Keep every line of the data below that has the string "RecordingTransport" and present those lines.

[Material supplied]:
=== Begin Enclosure ===

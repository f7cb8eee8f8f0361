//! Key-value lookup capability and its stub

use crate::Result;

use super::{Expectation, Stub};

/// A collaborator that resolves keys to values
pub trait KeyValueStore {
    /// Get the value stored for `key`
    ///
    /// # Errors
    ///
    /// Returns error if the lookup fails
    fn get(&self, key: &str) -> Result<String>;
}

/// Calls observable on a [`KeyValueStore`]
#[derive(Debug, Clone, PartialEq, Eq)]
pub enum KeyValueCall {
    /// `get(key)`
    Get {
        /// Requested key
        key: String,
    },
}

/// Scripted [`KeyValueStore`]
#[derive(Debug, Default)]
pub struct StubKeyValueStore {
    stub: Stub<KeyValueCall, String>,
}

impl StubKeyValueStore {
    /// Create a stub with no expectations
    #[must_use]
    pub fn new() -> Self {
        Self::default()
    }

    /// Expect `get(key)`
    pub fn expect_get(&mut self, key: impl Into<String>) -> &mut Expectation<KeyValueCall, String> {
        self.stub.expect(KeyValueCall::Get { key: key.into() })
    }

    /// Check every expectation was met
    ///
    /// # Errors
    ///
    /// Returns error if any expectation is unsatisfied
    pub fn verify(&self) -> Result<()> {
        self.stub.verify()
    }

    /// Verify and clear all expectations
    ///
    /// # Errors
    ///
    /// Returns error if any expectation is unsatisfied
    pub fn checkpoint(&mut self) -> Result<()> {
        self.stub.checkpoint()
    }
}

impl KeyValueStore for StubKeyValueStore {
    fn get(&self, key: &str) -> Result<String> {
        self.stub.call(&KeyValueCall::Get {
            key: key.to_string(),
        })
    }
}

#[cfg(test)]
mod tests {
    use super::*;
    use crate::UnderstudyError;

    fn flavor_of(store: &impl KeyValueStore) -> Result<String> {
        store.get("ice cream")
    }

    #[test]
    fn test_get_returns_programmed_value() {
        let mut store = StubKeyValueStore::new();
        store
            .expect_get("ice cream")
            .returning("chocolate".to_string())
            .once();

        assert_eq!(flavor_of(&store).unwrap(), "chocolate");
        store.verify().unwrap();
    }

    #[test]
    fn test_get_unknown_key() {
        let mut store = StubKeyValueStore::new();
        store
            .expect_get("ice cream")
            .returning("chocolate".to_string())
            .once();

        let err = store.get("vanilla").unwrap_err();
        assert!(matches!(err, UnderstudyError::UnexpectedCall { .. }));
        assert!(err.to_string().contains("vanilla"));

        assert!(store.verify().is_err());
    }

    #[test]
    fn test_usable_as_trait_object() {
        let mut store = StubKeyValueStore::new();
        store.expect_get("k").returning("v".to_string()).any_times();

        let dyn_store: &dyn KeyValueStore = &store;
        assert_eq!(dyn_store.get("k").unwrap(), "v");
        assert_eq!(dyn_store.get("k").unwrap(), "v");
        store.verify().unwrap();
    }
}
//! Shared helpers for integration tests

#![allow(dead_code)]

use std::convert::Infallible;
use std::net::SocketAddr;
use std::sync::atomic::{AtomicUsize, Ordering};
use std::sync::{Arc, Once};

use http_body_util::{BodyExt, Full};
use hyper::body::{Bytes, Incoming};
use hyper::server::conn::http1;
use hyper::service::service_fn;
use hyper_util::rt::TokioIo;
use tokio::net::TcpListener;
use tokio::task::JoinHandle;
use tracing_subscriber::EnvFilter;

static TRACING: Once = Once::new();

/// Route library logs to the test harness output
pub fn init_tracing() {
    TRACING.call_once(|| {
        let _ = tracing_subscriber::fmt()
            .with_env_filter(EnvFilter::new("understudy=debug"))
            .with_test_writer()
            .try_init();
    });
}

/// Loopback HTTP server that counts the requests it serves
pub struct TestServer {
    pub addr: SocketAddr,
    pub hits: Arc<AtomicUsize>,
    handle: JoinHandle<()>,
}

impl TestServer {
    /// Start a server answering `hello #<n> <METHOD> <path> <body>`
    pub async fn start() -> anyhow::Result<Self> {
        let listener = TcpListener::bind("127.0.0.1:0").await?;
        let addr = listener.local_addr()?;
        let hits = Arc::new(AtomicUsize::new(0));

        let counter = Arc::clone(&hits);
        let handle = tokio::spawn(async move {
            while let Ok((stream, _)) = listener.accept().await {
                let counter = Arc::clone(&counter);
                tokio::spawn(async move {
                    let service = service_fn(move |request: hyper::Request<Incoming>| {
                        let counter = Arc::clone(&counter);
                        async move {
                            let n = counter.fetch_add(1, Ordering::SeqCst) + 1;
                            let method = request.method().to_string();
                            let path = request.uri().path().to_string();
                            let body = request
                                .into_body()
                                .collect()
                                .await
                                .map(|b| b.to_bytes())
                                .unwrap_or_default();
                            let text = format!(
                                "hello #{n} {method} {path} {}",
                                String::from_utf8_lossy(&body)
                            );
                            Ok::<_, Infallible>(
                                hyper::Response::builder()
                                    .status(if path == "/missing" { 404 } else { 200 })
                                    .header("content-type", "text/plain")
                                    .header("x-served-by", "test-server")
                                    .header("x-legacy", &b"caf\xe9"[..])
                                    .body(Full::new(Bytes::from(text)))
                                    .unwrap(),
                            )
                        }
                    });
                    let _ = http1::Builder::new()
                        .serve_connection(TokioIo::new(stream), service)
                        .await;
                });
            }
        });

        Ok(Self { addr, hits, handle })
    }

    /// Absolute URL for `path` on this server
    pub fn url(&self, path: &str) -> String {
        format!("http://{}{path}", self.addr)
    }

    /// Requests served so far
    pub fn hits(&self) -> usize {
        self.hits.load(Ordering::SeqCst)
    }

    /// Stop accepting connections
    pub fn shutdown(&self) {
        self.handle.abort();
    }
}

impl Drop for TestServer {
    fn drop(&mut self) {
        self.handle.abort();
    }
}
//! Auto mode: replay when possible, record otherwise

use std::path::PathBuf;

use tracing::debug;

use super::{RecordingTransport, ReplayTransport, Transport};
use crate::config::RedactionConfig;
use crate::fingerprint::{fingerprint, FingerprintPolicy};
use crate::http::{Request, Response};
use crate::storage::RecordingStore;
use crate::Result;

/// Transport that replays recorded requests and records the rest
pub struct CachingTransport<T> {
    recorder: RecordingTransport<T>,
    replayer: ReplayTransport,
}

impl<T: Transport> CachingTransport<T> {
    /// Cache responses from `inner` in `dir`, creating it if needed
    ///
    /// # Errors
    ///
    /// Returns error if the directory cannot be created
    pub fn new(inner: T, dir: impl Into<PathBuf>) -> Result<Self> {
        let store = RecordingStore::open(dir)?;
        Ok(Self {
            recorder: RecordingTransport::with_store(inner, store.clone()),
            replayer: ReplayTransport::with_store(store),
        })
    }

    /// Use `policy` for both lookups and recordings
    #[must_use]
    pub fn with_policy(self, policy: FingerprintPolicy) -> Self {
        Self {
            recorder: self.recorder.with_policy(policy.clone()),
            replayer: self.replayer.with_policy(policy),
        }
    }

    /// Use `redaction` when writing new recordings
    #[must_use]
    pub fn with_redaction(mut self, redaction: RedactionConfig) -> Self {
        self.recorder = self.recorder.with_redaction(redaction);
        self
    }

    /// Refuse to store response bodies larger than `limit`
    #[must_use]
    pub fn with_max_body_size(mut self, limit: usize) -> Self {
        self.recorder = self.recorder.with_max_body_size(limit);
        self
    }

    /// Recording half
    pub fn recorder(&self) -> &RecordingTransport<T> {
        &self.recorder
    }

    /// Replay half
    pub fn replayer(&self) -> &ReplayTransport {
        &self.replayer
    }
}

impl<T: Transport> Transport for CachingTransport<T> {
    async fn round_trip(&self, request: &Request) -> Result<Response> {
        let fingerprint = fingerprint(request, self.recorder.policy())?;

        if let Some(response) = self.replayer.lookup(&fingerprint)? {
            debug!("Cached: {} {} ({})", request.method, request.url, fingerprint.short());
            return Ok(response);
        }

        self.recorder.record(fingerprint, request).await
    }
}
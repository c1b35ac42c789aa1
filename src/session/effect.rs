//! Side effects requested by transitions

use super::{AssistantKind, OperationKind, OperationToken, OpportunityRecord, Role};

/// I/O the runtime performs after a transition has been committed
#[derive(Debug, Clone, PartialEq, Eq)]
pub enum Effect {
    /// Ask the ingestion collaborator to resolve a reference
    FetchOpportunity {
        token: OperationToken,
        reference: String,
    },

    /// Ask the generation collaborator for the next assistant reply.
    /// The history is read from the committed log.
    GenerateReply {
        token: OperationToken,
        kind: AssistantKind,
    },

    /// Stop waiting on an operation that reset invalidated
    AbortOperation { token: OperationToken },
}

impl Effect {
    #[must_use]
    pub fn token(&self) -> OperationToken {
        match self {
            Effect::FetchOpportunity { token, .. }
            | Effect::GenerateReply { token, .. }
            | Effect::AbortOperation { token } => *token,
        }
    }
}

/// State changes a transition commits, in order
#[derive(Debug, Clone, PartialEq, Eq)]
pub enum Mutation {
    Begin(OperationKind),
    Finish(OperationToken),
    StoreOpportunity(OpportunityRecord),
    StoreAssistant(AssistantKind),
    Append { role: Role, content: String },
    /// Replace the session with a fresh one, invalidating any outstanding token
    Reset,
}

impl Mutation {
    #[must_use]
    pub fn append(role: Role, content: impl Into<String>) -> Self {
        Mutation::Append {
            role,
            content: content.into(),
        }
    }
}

=== End Enclosure ===
=== Begin Enclosure ===

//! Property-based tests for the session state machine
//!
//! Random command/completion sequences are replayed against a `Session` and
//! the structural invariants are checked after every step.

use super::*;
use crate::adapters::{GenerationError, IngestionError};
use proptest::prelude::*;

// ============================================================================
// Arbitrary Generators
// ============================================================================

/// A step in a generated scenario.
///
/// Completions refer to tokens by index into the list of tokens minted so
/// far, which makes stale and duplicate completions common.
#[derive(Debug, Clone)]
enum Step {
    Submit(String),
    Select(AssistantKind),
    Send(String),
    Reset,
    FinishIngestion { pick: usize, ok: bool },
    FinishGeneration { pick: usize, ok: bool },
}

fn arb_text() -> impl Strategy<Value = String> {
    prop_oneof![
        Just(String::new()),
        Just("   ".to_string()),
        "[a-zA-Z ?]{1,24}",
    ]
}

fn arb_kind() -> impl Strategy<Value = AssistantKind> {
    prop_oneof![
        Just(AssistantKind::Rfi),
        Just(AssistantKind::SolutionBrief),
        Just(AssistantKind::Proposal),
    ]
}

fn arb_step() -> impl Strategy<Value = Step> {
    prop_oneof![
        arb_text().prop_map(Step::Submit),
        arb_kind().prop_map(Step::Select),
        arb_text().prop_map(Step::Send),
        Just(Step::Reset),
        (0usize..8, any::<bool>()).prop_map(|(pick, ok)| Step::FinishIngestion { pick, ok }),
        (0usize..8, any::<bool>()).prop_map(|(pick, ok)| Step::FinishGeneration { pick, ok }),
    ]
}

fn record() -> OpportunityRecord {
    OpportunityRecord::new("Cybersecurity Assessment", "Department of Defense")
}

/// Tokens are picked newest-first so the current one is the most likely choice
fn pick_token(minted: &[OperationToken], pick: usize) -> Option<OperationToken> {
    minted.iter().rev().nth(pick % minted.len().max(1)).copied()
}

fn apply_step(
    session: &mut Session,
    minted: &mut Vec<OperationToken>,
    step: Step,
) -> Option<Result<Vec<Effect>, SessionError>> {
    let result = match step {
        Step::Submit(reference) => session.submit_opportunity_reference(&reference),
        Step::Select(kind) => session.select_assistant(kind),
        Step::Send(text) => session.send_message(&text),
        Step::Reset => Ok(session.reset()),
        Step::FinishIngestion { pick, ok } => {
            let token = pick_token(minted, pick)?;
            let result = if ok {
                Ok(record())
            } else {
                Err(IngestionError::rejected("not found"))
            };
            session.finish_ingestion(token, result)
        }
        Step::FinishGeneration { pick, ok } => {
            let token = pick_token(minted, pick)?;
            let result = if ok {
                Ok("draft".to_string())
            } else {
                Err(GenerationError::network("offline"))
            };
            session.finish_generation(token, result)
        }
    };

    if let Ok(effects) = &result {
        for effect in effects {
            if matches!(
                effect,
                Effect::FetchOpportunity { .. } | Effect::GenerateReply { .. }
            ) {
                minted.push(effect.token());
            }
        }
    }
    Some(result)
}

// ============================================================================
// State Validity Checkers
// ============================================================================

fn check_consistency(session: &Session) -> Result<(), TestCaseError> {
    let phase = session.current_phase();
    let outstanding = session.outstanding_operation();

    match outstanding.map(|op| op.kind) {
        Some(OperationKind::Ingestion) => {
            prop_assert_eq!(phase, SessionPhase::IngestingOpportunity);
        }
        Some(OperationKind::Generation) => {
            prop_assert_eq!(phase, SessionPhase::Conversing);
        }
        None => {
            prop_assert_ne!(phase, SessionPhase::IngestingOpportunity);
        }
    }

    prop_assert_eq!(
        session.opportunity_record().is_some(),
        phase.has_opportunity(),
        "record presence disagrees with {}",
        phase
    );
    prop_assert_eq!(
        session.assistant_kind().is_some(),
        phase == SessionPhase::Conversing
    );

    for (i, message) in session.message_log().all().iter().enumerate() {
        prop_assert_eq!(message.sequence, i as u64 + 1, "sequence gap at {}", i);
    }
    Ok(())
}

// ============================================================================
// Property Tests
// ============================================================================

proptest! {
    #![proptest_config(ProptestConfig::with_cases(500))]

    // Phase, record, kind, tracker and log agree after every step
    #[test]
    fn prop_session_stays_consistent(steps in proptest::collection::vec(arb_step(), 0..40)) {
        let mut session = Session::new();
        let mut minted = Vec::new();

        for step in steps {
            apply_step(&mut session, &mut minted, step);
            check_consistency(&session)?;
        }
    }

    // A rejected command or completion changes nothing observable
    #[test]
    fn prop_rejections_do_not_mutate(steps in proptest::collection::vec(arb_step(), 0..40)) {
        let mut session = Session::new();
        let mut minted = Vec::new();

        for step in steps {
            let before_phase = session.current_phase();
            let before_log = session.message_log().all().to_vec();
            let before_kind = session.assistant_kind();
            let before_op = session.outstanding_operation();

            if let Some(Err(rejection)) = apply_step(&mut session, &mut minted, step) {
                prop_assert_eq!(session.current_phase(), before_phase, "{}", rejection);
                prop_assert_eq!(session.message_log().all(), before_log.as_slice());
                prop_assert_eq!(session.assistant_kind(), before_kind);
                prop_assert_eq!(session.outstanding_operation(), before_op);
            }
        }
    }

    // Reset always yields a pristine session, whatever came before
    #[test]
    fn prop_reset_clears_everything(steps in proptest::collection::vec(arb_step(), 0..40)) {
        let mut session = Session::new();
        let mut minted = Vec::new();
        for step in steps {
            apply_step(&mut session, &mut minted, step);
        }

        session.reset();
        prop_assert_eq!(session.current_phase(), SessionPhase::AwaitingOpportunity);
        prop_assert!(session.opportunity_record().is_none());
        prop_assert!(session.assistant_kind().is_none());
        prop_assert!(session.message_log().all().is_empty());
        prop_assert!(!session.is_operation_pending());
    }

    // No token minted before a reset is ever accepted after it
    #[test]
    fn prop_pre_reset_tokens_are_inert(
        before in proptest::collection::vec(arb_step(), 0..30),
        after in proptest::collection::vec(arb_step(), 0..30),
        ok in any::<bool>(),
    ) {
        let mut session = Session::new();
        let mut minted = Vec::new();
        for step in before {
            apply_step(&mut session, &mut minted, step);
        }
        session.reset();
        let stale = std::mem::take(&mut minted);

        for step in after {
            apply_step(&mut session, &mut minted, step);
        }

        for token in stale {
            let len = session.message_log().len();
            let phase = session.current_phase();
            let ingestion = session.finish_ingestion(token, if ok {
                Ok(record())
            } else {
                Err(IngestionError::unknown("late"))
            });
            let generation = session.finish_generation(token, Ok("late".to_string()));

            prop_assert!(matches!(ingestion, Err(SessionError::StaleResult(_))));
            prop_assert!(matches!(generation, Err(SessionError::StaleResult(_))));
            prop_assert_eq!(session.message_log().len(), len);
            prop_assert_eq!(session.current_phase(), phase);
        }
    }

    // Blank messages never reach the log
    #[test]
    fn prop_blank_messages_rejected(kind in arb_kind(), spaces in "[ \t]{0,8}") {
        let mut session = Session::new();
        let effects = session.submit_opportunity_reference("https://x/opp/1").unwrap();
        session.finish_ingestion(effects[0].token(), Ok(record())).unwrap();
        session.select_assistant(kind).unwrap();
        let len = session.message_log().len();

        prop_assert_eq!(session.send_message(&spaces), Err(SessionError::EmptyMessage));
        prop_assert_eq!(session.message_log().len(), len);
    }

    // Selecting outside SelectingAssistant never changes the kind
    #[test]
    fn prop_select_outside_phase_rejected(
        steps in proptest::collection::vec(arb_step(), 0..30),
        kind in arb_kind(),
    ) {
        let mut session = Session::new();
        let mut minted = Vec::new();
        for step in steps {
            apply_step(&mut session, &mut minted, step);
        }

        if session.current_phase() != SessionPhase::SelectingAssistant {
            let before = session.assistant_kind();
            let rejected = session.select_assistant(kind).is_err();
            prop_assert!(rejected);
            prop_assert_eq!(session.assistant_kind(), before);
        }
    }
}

=== End Enclosure ===

[Exercise solution]:
use super::{RecordingTransport, ReplayTransport, Transport};
    recorder: RecordingTransport<T>,
            recorder: RecordingTransport::with_store(inner, store.clone()),
    pub fn recorder(&self) -> &RecordingTransport<T> {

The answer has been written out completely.